The remaining 18 ballads, which Professor Child knew in 1858 but reserved until 1882, show a period of waiting on his part for fuller, older, or more widely known forms. In short, the treatment he accorded them testifies to his scholarly approach to his problem. [14] His aims became more definite. In 1858 he intended to give a somewhat popular survey of balladry (a survey which I am strongly inclined to believe was modelled after Percy's Reliques); in 1882, he sought to print "every valuable copy of every known ballad". In 1858, he could find room for romances, translations, broadsides, and a variety of heterogeneous materials; in 1882, he excluded them. The rejections and inclusions in the first and third editions show no material change in Mr. Child's conception of the ballad; although, it may be granted, that they do show a marked change in his aims.

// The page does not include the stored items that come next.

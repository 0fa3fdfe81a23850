//! End-to-end requests against the live mock server.
//!
//! # Design
//! Starts the mock server on a random port, then drives every verb through
//! `UreqTransport` over real HTTP. Validates that request building, the
//! default transport and response decoding agree with an actual server.

use std::collections::BTreeMap;

use mock_server::{Echo, Item};
use rest_engine::{
    CancellationToken, HttpMethod, HttpRequest, Resource, RestError, Session, Transport,
    UreqTransport,
};
use serde_json::json;
use tokio::net::TcpListener;
use tokio::sync::oneshot;

async fn start_server() -> String {
    let listener = TcpListener::bind("127.0.0.1:0").await.unwrap();
    let addr = listener.local_addr().unwrap();
    tokio::spawn(mock_server::run(listener));
    format!("http://{addr}")
}

fn session() -> Session<UreqTransport> {
    Session::default()
}

#[tokio::test(flavor = "multi_thread")]
async fn item_lifecycle() {
    let base = start_server().await;
    let session = session();

    // Step 1: list, should be empty.
    let list: Resource<Vec<Item>> = Resource::from_url(format!("{base}/items"));
    assert!(session.get(&list).await.unwrap().is_empty());

    // Step 2: create.
    let create: Resource<Item> =
        Resource::from_url(format!("{base}/items")).with_parameter("name", "widget");
    let created = session.post(&create).await.unwrap();
    assert_eq!(created.name, "widget");
    let id = created.id;

    // Step 3: update.
    let update: Resource<Item> =
        Resource::from_url(format!("{base}/items/{id}")).with_parameter("name", "gadget");
    let updated = session.put(&update).await.unwrap();
    assert_eq!(updated, Item { id, name: "gadget".to_string() });

    // Step 4: get, with parameters that GET must not send.
    let get: Resource<Item> =
        Resource::from_url(format!("{base}/items/{id}")).with_parameter("name", "ignored");
    assert_eq!(session.get(&get).await.unwrap(), updated);

    // Step 5: list, should hold the one item. The resource is reused.
    assert_eq!(session.get(&list).await.unwrap(), vec![updated]);
}

#[tokio::test(flavor = "multi_thread")]
async fn echo_sees_headers_and_body() {
    let base = start_server().await;
    let session = session();
    let mut parameters = serde_json::Map::new();
    parameters.insert("count".to_string(), json!(3));
    parameters.insert("tags".to_string(), json!(["a", "b"]));
    let headers = BTreeMap::from([
        ("authorization".to_string(), "Bearer X".to_string()),
        ("x-request-id".to_string(), "abc".to_string()),
    ]);
    let resource: Resource<Echo> =
        Resource::new(format!("{base}/echo"), parameters.clone(), headers);

    let echo = session.post(&resource).await.unwrap();
    assert_eq!(echo.method, "POST");
    assert_eq!(echo.headers["authorization"], "Bearer X");
    assert_eq!(echo.headers["x-request-id"], "abc");
    assert_eq!(echo.headers["content-type"], "application/json");
    assert_eq!(echo.body, Some(serde_json::Value::Object(parameters)));

    let echo = session.get(&resource).await.unwrap();
    assert_eq!(echo.method, "GET");
    assert!(echo.body.is_none());
}

#[tokio::test(flavor = "multi_thread")]
async fn not_found_without_body_is_empty_response() {
    let base = start_server().await;
    let session = session();
    let resource: Resource<Item> = Resource::from_url(format!("{base}/items/999"));

    // 404 carries no body.
    let err = session.get(&resource).await.unwrap_err();
    assert!(matches!(err, RestError::EmptyResponse { status: 404 }), "{err:?}");
}

#[tokio::test(flavor = "multi_thread")]
async fn no_content_is_empty_response() {
    let base = start_server().await;
    let session = session();
    let resource: Resource<Item> = Resource::from_url(format!("{base}/empty"));

    let err = session.get(&resource).await.unwrap_err();
    assert!(matches!(err, RestError::EmptyResponse { status: 204 }), "{err:?}");
}

#[tokio::test(flavor = "multi_thread")]
async fn non_json_body_is_decode_error() {
    let base = start_server().await;
    let session = session();
    let resource: Resource<Item> = Resource::from_url(format!("{base}/garbage"));

    match session.get(&resource).await.unwrap_err() {
        RestError::Decode { status, body, .. } => {
            assert_eq!(status, 200);
            assert_eq!(body, "not json");
        }
        other => panic!("expected decode error, got {other:?}"),
    }
}

#[tokio::test(flavor = "multi_thread")]
async fn connection_refused_is_transport_error() {
    // Bind then drop to get a port nothing listens on.
    let listener = std::net::TcpListener::bind("127.0.0.1:0").unwrap();
    let addr = listener.local_addr().unwrap();
    drop(listener);

    let session = session();
    let resource: Resource<Item> = Resource::from_url(format!("http://{addr}/items"));

    let err = session.get(&resource).await.unwrap_err();
    assert!(matches!(err, RestError::Transport(_)), "{err:?}");
}

#[tokio::test(flavor = "multi_thread")]
async fn callback_delivers_over_http() {
    let base = start_server().await;
    let session = session();
    let resource: Resource<Vec<Item>> = Resource::from_url(format!("{base}/items"));
    let (tx, rx) = oneshot::channel();

    session
        .spawn_get(resource, CancellationToken::new(), move |result| {
            let _ = tx.send(result);
        })
        .await
        .unwrap();

    assert!(rx.await.unwrap().unwrap().is_empty());
}

#[tokio::test(flavor = "multi_thread")]
async fn body_over_ten_mebibytes_is_decoded() {
    let base = start_server().await;
    let session = session();
    // Each element serializes as "0," so this is about 12 MB of JSON.
    let count = 6_000_000;
    let resource: Resource<Vec<u8>> = Resource::from_url(format!("{base}/zeros/{count}"));

    let zeros = session.get(&resource).await.unwrap();
    assert_eq!(zeros.len(), count);
    assert!(zeros.iter().all(|&b| b == 0));
}

#[tokio::test(flavor = "multi_thread")]
async fn hand_built_get_body_is_not_sent() {
    let base = start_server().await;
    let request = HttpRequest {
        method: HttpMethod::Get,
        url: format!("{base}/echo").parse().unwrap(),
        headers: Vec::new(),
        body: Some(br#"{"dropped":true}"#.to_vec()),
    };

    let response = UreqTransport::default().execute(request).await.unwrap();
    let echo: Echo = serde_json::from_slice(response.body.as_deref().unwrap()).unwrap();
    assert_eq!(echo.method, "GET");
    assert!(echo.body.is_none());
}

#[tokio::test(flavor = "multi_thread")]
async fn non_utf8_response_header_is_skipped() {
    let base = start_server().await;
    let request = HttpRequest {
        method: HttpMethod::Get,
        url: format!("{base}/latin1").parse().unwrap(),
        headers: Vec::new(),
        body: None,
    };

    let response = UreqTransport::default().execute(request).await.unwrap();
    assert_eq!(response.status, 200);
    assert_eq!(response.header("x-latin1"), None);
    assert_eq!(response.header("content-type"), Some("application/json"));

    let item: Item = Session::new(UreqTransport::default())
        .parse_response(response)
        .unwrap();
    assert_eq!(item.name, "café");
}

The demonstrated stability of Professor Child's ideas serves rather to confuse than to clarify the general problem of ballad definition, for his collection was made and printed without any pronouncement on this subject. The Advertisement to the first volume of the edition shows that he realized the need of some formal statement: "It was the Editor's wish and intention to insert in the concluding volume an essay on the History of Ballad Poetry." Two other opportunities slipped by, for the article in the Johnson Cyclopedia is merely a resume of ballad poetry in general; and the third edition of The English and Scottish Popular Ballads lacks the formal introduction promised by Professor Child. According to Mr. Gummere's note[15], such an essay had not been even remotely formulated at the time of Professor Child's death, although Professor Kittredge suggests in the Introduction to the first volume of the third edition that it had at least been planned.[16] Coming towards the completion of the work, such an essay would necessarily have been a defense, quite as much as an exposition, of the principles which dictated his selection. As it is, he nowhere seems to say anything more definite than this: "The word ballad in English signifies a narrative song, a short tale in lyric verse, which sense it has come to have, probably through the English, in some other languages ..... The popular ballad, for which our language has no unequivocal name, is a distinct and very important species of poetry... The fundamental characteristic of popular ballads is... the absence of subjectivity and self- consciousness.''[17]
In the absence, then, of a more specific definition from Professor Child's hand, later writers have sought to derive a definition from the ballads included in his collection. The endeavor has no doubt been stimulated by Gummere's description of the Child collection as "itself a definition of balladry".[18] Dean Hart does not attempt a formal definition, but rather seeks to give the positive and negative characteristics of the type as Professor Child presumably saw it: a ballad must tell a story, and that only partially; the transitions must be abrupt, although not incoherent; the introduction must be closely integrated with the story; there must be brevity; the action can seldom be carefully localized; description or exposition of the supernatural is omitted. The style must be artless, homely, without conceits or description of states of mind; it is marked by commonplaces which are retained in distorted form in several ballads on the same theme; it must be impressive, fine, spirited, pathetic, tender, and finally, lyrical. The subject matter must be of popular origin, and foreign parallels should exist; it may be pseudohistorical, must deal with heroic sentiment, occasionally it may be derived from other ballads. The ballad must not show extravagance or exaggeration; it must not be prosaic, over-refined, cynical, sophisticated, sentimental, moralizing; but a certain degree of probability is demanded of the plot, which must not be trite.[19]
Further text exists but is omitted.